What is expected -
Every entry, from first to last, is to be written out exactly.

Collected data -
━━━━━━━━━━

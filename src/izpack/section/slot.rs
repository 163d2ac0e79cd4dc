//! At-most-once holder for singleton sections.

use super::{RenderContext, Section};
use crate::izpack::{
    error::{Error, Result},
    markup::Node,
};

/// Holds zero or one section of kind `T`.
///
/// | held    | attach   | result                     |
/// |---------|----------|----------------------------|
/// | none    | none     | none                       |
/// | some(x) | none     | none (cleared)             |
/// | some(x) | some(y)  | `Error::DuplicateSection`  |
/// | none    | some(y)  | some(y)                    |
#[derive(Clone, Debug)]
pub struct Slot<T> {
    value: Option<T>,
}

impl<T> Default for Slot<T> {
    fn default() -> Self {
        Self { value: None }
    }
}

impl<T: Section> Slot<T> {
    /// Creates an empty slot.
    pub fn new() -> Self {
        Self::default()
    }

    /// Attaches or clears the section. Fails immediately on a second attach.
    pub fn attach(&mut self, section: Option<T>) -> Result<()> {
        match (self.value.is_some(), section) {
            (_, None) => {
                if self.value.take().is_some() {
                    log::debug!("Cleared {} section", T::KIND);
                }
                Ok(())
            }
            (true, Some(_)) => Err(Error::DuplicateSection { kind: T::KIND }),
            (false, Some(section)) => {
                log::debug!("Attached {} section", T::KIND);
                self.value = Some(section);
                Ok(())
            }
        }
    }

    /// The held section.
    pub fn get(&self) -> Option<&T> {
        self.value.as_ref()
    }

    /// The held section, mutably.
    pub fn get_mut(&mut self) -> Option<&mut T> {
        self.value.as_mut()
    }

    /// True when a section is held.
    pub fn is_attached(&self) -> bool {
        self.value.is_some()
    }

    /// Renders the held section, or a `no <kind> section` comment.
    pub fn render_or_placeholder(&self, ctx: &RenderContext) -> Result<Node> {
        match &self.value {
            Some(section) => section.render(ctx).map(Node::from),
            None => Ok(Node::comment(format!("no {} section", T::KIND))),
        }
    }
}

━━━━━━━━━━

Task solution -
filename src/izpack/section/slot.rs
repository 163d2ac0e79cd4dc
//! At-most-once holder for singleton sections.

use super::{RenderContext, Section};
use crate::izpack::{
    error::{Error, Result},
    markup::Node,
};

/// Holds zero or one section of kind `T`.
///
/// | held    | attach   | result                     |
/// |---------|----------|----------------------------|
/// | none    | none     | none                       |
/// | some(x) | none     | none (cleared)             |
/// | some(x) | some(y)  | `Error::DuplicateSection`  |
/// | none    | some(y)  | some(y)                    |
#[derive(Clone, Debug)]
pub struct Slot<T> {
    value: Option<T>,
}

impl<T> Default for Slot<T> {
    fn default() -> Self {
        Self { value: None }
    }
}

impl<T: Section> Slot<T> {
    /// Creates an empty slot.
    pub fn new() -> Self {
        Self::default()
    }

    /// Attaches or clears the section. Fails immediately on a second attach.
    pub fn attach(&mut self, section: Option<T>) -> Result<()> {
        match (self.value.is_some(), section) {
            (_, None) => {
                if self.value.take().is_some() {
                    log::debug!("Cleared {} section", T::KIND);
                }
                Ok(())
            }
            (true, Some(_)) => Err(Error::DuplicateSection { kind: T::KIND }),
            (false, Some(section)) => {
                log::debug!("Attached {} section", T::KIND);
                self.value = Some(section);
                Ok(())
            }
        }
    }

    /// The held section.
    pub fn get(&self) -> Option<&T> {
        self.value.as_ref()
    }

    /// The held section, mutably.
    pub fn get_mut(&mut self) -> Option<&mut T> {
        self.value.as_mut()
    }

    /// True when a section is held.
    pub fn is_attached(&self) -> bool {
        self.value.is_some()
    }

    /// Renders the held section, or a `no <kind> section` comment.
    pub fn render_or_placeholder(&self, ctx: &RenderContext) -> Result<Node> {
        match &self.value {
            Some(section) => section.render(ctx).map(Node::from),
            None => Ok(Node::comment(format!("no {} section", T::KIND))),
        }
    }
}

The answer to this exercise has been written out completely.